Звездочка вроде бы замигала. То длинно, то коротко, как азбука Морзе.

— Сейчас я уже не такая перепуганная. Помнишь, как мне было страшно, когда я оказалась в Курбевуа с двумя дочерьми на руках, без денег, без мужа, непонятно, что вообще дальше?.. Мне больше не хотелось ни читать, ни писать, ни заниматься… Все на мне ездили, а я только знай щеки подставляла! Жизнь наперекосяк, люди со мной обходятся дурно, счетов неоплаченных гора… Помнишь, вечером я тогда тоже вот так выходила на балкон и звала тебя, а ты мне отвечал, ободрял?

Мы с тобой разговаривали. Конечно, я об этом никому не рассказывала, решили бы, что я совсем того…

Звездочка, казалось, больше не мигала. Теперь она горела ровно и ярко. Приободрившись, Жозефина продолжала:

— Сейчас, папа, лучше. Гораздо лучше. Я больше не топчусь на месте, не извожусь сомнениями, не сравниваю себя все время с Ирис, не твержу себе, что я ничтожество. У меня появилась задумка. Замысел одной книги. Сейчас эта книга пока пишется у меня внутри, сама по себе. А я ее подпитываю, поливаю, собираю все, что мне попадается в жизни, всякие мелочи, которые никто обычно не замечает, и вставляю их в эту книгу…

Внизу у кого-то в машине включилась сигнализация, и Дю Геклен залаял.

Жозефина выпростала руку из-под теплого одеяла и ухватила его за загривок.

— Ну-ка, уймись! Весь район перебудишь!

Пес умолк, но сидел настороженно, уставившись в темноту, чтобы в любую минуту, если надо, вцепиться врагу в глотку.

Жозефина снова перевела глаза на черный небосвод. По нему, как шелковый шлейф, стелилась тонкая белая поволока: она приглушала сияние звезд.

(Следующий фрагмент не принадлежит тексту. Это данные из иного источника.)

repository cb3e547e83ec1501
fn main() {
    #[cfg(feature = "desktop")]
    tauri_build::build();
}
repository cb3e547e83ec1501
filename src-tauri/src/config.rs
//! Runtime settings, read from the environment after loading `.env`.

use std::path::Path;

use log::LevelFilter;

use crate::api::err::CustomError;

pub const LOG_LEVEL_KEY: &str = "STUDENT_MANAGER_LOG_LEVEL";
pub const TITLE_KEY: &str = "STUDENT_MANAGER_TITLE";

const DEFAULT_TITLE: &str = "Student Management System";

#[derive(Debug, Clone, PartialEq, Eq)]
pub struct AppConfig {
    pub log_level: LevelFilter,
    pub window_title: String,
}

impl Default for AppConfig {
    fn default() -> Self {
        Self {
            log_level: LevelFilter::Info,
            window_title: DEFAULT_TITLE.to_string(),
        }
    }
}

impl AppConfig {
    /// load `.env` from the working directory if there is one, then read the process environment
    pub fn load() -> Result<Self, CustomError> {
        // a missing .env file is fine
        dotenv::dotenv().ok();
        Self::from_pairs(std::env::vars())
    }

    /// read settings from a specific dotenv file without touching the process environment
    pub fn from_file(path: &Path) -> Result<Self, CustomError> {
        // from_path would write the values into the process environment
        #[allow(deprecated)]
        let pairs = dotenv::from_path_iter(path)
            .map_err(|e| CustomError::Config(format!("{}: {}", path.display(), e)))?
            .collect::<Result<Vec<_>, _>>()
            .map_err(|e| CustomError::Config(format!("{}: {}", path.display(), e)))?;
        Self::from_pairs(pairs)
    }

    /// Later pairs win over earlier ones; unknown keys are ignored.
    pub fn from_pairs<I, K, V>(pairs: I) -> Result<Self, CustomError>
    where
        I: IntoIterator<Item = (K, V)>,
        K: AsRef<str>,
        V: Into<String>,
    {
        let mut config = Self::default();
        for (key, value) in pairs {
            match key.as_ref() {
                LOG_LEVEL_KEY => {
                    let value = value.into();
                    config.log_level = value.trim().parse().map_err(|_| {
                        CustomError::Config(format!("{} has unknown log level '{}'", LOG_LEVEL_KEY, value))
                    })?;
                }
                TITLE_KEY => config.window_title = value.into(),
                _ => {}
            }
        }
        Ok(config)
    }
}

#[cfg(test)]
mod tests {
    use super::*;
    use std::{fs::File, io::Write};
    use tempfile::tempdir;

    #[test]
    fn test_defaults() {
        let config = AppConfig::from_pairs(Vec::<(String, String)>::new()).unwrap();
        assert_eq!(config, AppConfig::default());
        assert_eq!(config.log_level, LevelFilter::Info);
        assert_eq!(config.window_title, "Student Management System");
    }

    #[test]
    fn test_from_pairs() {
        let config = AppConfig::from_pairs([
            ("PATH", "/usr/bin"),
            (LOG_LEVEL_KEY, "Debug"),
            (TITLE_KEY, "Roll Call"),
            (LOG_LEVEL_KEY, "trace"),
        ])
        .unwrap();
        assert_eq!(config.log_level, LevelFilter::Trace);
        assert_eq!(config.window_title, "Roll Call");
    }

    #[test]
    fn test_bad_log_level() {
        let result = AppConfig::from_pairs([(LOG_LEVEL_KEY, "loud")]);
        assert!(matches!(result, Err(CustomError::Config(_))));
    }

    #[test]
    fn test_from_file() {
        let temp_dir = tempdir().unwrap();
        let file_path = temp_dir.path().join(".env");
        let mut file = File::create(&file_path).unwrap();
        writeln!(file, "# settings for the student manager").unwrap();
        writeln!(file, "STUDENT_MANAGER_LOG_LEVEL=warn").unwrap();
        writeln!(file, "STUDENT_MANAGER_TITLE=\"Class Register\"").unwrap();

        let config = AppConfig::from_file(&file_path).unwrap();
        assert_eq!(config.log_level, LevelFilter::Warn);
        assert_eq!(config.window_title, "Class Register");
    }

    #[test]
    fn test_from_missing_file() {
        let temp_dir = tempdir().unwrap();
        let result = AppConfig::from_file(&temp_dir.path().join("absent.env"));
        assert!(matches!(result, Err(CustomError::Config(_))));
    }
}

— Хорошо, когда есть какое-то дело. Ложишься спать с мыслью: вот сегодня я что-то сделала, сегодня мне послужил мой ум, моя наука… Я придумала сюжет. Это будет история про Скромного Юношу и Кэри Гранта: что даруется нам в жизни, когда жизнь только начинается, и как мы этим распоряжаемся. У Арчибальда Лича, чтобы стать Кэри Грантом, — храбрость, настойчивость. У Скромного Юноши — сплошные колебания и страхи. Не знаю, что у меня выйдет и выйдет ли вообще, но попробую я обязательно. Мне это приносит радость. Понимаешь?

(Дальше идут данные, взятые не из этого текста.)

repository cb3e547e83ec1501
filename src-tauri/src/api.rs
pub mod controller;
pub mod err;
pub mod store;
pub mod student;
pub mod validator;

#[cfg(feature = "desktop")]
pub mod commands;
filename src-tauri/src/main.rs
// Prevents additional console window on Windows in release, DO NOT REMOVE!!
#![cfg_attr(not(debug_assertions), windows_subsystem = "windows")]

fn main() {
    student_manager_lib::run();
}
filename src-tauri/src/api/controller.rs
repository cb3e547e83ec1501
use std::collections::BTreeSet;

use log::debug;
use serde::{Deserialize, Serialize};

use super::{
    err::{Action, CustomError, ValidationError},
    store::RecordStore,
    student::{Gender, SearchField, Student, StudentRecord},
    validator,
};

/// 表单中的输入框
#[derive(Debug, Clone, Copy, PartialEq, Eq, Serialize, Deserialize)]
#[serde(rename_all = "camelCase")]
pub enum FormField {
    RollNo,
    Name,
    FatherName,
    MotherName,
    Email,
    Gender,
    Contact,
    Dob,
    Session,
    Course,
    Address,
}

impl FormField {
    pub const ALL: [FormField; 11] = [
        FormField::RollNo,
        FormField::Name,
        FormField::FatherName,
        FormField::MotherName,
        FormField::Email,
        FormField::Gender,
        FormField::Contact,
        FormField::Dob,
        FormField::Session,
        FormField::Course,
        FormField::Address,
    ];

    /// whether `candidate` may become the new content of this input
    fn accepts(&self, candidate: &str) -> bool {
        match self {
            FormField::RollNo => validator::validate_roll_no(candidate),
            FormField::Name | FormField::FatherName | FormField::MotherName => {
                validator::validate_name(candidate)
            }
            FormField::Contact => validator::validate_contact(candidate),
            // readonly combobox
            FormField::Gender => candidate.is_empty() || candidate.parse::<Gender>().is_ok(),
            FormField::Email
            | FormField::Dob
            | FormField::Session
            | FormField::Course
            | FormField::Address => true,
        }
    }
}

/// 表单当前内容, 与输入框中的文本一致
#[derive(Debug, Clone, Default, PartialEq, Eq, Serialize)]
#[serde(rename_all = "camelCase")]
pub struct StudentForm {
    pub roll_no: String,
    pub name: String,
    pub father_name: String,
    pub mother_name: String,
    pub email: String,
    pub gender: String,
    pub contact: String,
    pub dob: String,
    pub session: String,
    pub course: String,
    pub address: String,
}

impl StudentForm {
    pub fn from_student(student: &Student) -> Self {
        Self {
            roll_no: student.roll_no.clone(),
            name: student.name.clone(),
            father_name: student.father_name.clone(),
            mother_name: student.mother_name.clone(),
            email: student.email.clone(),
            gender: student.gender.to_string(),
            contact: student.contact.clone(),
            dob: validator::format_dob(student.dob),
            session: student.session.clone(),
            course: student.course.clone(),
            address: student.address.clone(),
        }
    }

    pub fn get(&self, field: FormField) -> &str {
        match field {
            FormField::RollNo => &self.roll_no,
            FormField::Name => &self.name,
            FormField::FatherName => &self.father_name,
            FormField::MotherName => &self.mother_name,
            FormField::Email => &self.email,
            FormField::Gender => &self.gender,
            FormField::Contact => &self.contact,
            FormField::Dob => &self.dob,
            FormField::Session => &self.session,
            FormField::Course => &self.course,
            FormField::Address => &self.address,
        }
    }

    fn slot(&mut self, field: FormField) -> &mut String {
        match field {
            FormField::RollNo => &mut self.roll_no,
            FormField::Name => &mut self.name,
            FormField::FatherName => &mut self.father_name,
            FormField::MotherName => &mut self.mother_name,
            FormField::Email => &mut self.email,
            FormField::Gender => &mut self.gender,
            FormField::Contact => &mut self.contact,
            FormField::Dob => &mut self.dob,
            FormField::Session => &mut self.session,
            FormField::Course => &mut self.course,
            FormField::Address => &mut self.address,
        }
    }

    /// build a student from the form, checking that every field is filled in
    ///
    /// The email format is only checked when `check_email` is set; adding a
    /// student checks it, updating one doesn't.
    fn to_student(&self, check_email: bool) -> Result<Student, ValidationError> {
        let address = self.address.trim();
        let missing = FormField::ALL
            .into_iter()
            .filter(|f| *f != FormField::Address)
            .any(|f| self.get(f).is_empty())
            || address.is_empty();
        if missing {
            return Err(ValidationError::MissingFields);
        }

        if check_email && !validator::validate_email(&self.email) {
            return Err(ValidationError::InvalidEmail);
        }

        let gender = self
            .gender
            .parse::<Gender>()
            .map_err(|_| ValidationError::MissingFields)?;
        let dob = validator::parse_dob(&self.dob)?;

        Ok(Student {
            roll_no: self.roll_no.clone(),
            name: self.name.clone(),
            father_name: self.father_name.clone(),
            mother_name: self.mother_name.clone(),
            email: self.email.clone(),
            gender,
            contact: self.contact.clone(),
            dob,
            session: self.session.clone(),
            course: self.course.clone(),
            address: address.to_string(),
        })
    }
}

#[derive(Debug, Clone, Copy, PartialEq, Eq, Serialize)]
pub enum NoticeKind {
    Success,
    Info,
}

/// 操作完成后展示给用户的提示
#[derive(Debug, Clone, PartialEq, Eq, Serialize)]
pub struct Notice {
    pub kind: NoticeKind,
    pub title: &'static str,
    pub message: String,
}

impl Notice {
    fn success(message: &str) -> Self {
        Self {
            kind: NoticeKind::Success,
            title: "Success",
            message: message.to_string(),
        }
    }

    fn info(title: &'static str, message: &str) -> Self {
        Self {
            kind: NoticeKind::Info,
            title,
            message: message.to_string(),
        }
    }
}

pub type Outcome = Result<Option<Notice>, CustomError>;

/// Drives the student form: owns the records, the inputs, the rows on
/// display and which of those rows are selected.
///
/// Rows shown after a search are a subset of the store, so every displayed
/// row remembers the store position it came from. Selection is kept in
/// display rows and resolved through that mapping.
#[derive(Debug, Default)]
pub struct FormController {
    store: RecordStore,
    form: StudentForm,
    // store position of each displayed row
    view: Vec<usize>,
    // selected display rows, sorted
    selection: Vec<usize>,
}

impl FormController {
    pub fn new() -> Self {
        Self::default()
    }

    pub fn store(&self) -> &RecordStore {
        &self.store
    }

    pub fn form(&self) -> &StudentForm {
        &self.form
    }

    pub fn field(&self, field: FormField) -> &str {
        self.form.get(field)
    }

    pub fn selection(&self) -> &[usize] {
        &self.selection
    }

    /// the records currently on display, in row order
    pub fn rows(&self) -> Vec<&StudentRecord> {
        self.view
            .iter()
            .filter_map(|&position| self.store.get(position))
            .collect()
    }

    /// offer new content for an input; rejected content leaves the input as it was
    pub fn set_field(&mut self, field: FormField, candidate: &str) -> bool {
        if !field.accepts(candidate) {
            debug!("rejected {:?} input {:?}", field, candidate);
            return false;
        }
        *self.form.slot(field) = candidate.to_string();
        true
    }

    pub fn add(&mut self) -> Outcome {
        let student = self.form.to_student(true)?;
        self.store.add(student)?;
        self.refresh();
        self.clear();
        Ok(Some(Notice::success("Student added successfully")))
    }

    /// select display rows and fill the form from the first of them
    pub fn select(&mut self, rows: &[usize]) -> Outcome {
        let rows: BTreeSet<usize> = rows.iter().copied().collect();
        if let Some(&row) = rows.iter().find(|&&row| row >= self.view.len()) {
            return Err(CustomError::Index {
                index: row,
                len: self.view.len(),
            });
        }

        self.selection = rows.into_iter().collect();
        if let Some(&first) = self.selection.first() {
            let position = self.view[first];
            if let Some(record) = self.store.get(position) {
                self.form = StudentForm::from_student(&record.student);
            }
        }
        Ok(None)
    }

    pub fn update(&mut self) -> Outcome {
        let position = self
            .selected_positions()
            .first()
            .copied()
            .ok_or(CustomError::Selection(Action::Update))?;
        let student = self.form.to_student(false)?;
        self.store.update(position, student)?;
        self.refresh();
        self.clear();
        Ok(Some(Notice::success("Student updated successfully")))
    }

    pub fn delete(&mut self) -> Outcome {
        let positions = self.selected_positions();
        if positions.is_empty() {
            return Err(CustomError::Selection(Action::Delete));
        }
        self.store.delete(positions)?;
        self.refresh();
        self.clear();
        Ok(Some(Notice::success("Student deleted successfully")))
    }

    /// show only the records whose `search_type` column contains `keyword`
    pub fn search(&mut self, search_type: &str, keyword: &str) -> Outcome {
        let keyword = keyword.trim();
        if search_type.is_empty() || keyword.is_empty() {
            return Err(CustomError::SearchCriteria);
        }
        let field: SearchField = search_type.parse()?;

        self.view = self
            .store
            .find(field, keyword)
            .into_iter()
            .map(|(position, _)| position)
            .collect();
        self.selection.clear();

        if self.view.is_empty() {
            return Ok(Some(Notice::info(
                "Search Result",
                "No matching records found",
            )));
        }
        Ok(None)
    }

    pub fn show_all(&mut self) -> Outcome {
        self.refresh();
        Ok(None)
    }

    /// empty every input and drop the selection; the records are untouched
    pub fn clear(&mut self) {
        self.form = StudentForm::default();
        self.selection.clear();
    }

    fn refresh(&mut self) {
        self.view = (0..self.store.len()).collect();
        self.selection.clear();
    }

    fn selected_positions(&self) -> Vec<usize> {
        self.selection
            .iter()
            .filter_map(|&row| self.view.get(row).copied())
            .collect()
    }
}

Она знала: отец понимает. Хотя звездочка уже, похоже, и не мигала. Но он был рядом. Обнимал ее за плечи, касался щекой ее щеки.

Отец тихонько спросил:

— А что Филипп? Как у тебя с ним?

— Филипп… Ну, я о нем думаю.

— И что же?

— Давай я тебе скажу, что я хочу сделать, а ты просто помигай, ладно?

— Договорились.

Странное было чувство — вот так с ним разговаривать. Когда он умер — вечером 13 июля, когда по всей Франции, до последней глухой деревушки, уже начинали грохотать салюты и открывались танцплощадки, — ей было всего десять. Оба они хорошо помнили тот день на пляже, но никогда об этом не упоминали. Иначе пришлось бы сказать немало страшных слов, которые и выговаривать не хотелось: кого-то винить, пятнать… Поэтому они не разговаривали. Он брал ее за руку, и они шли гулять — молча. Отец разучился говорить. Будто язык у него завязался в узел.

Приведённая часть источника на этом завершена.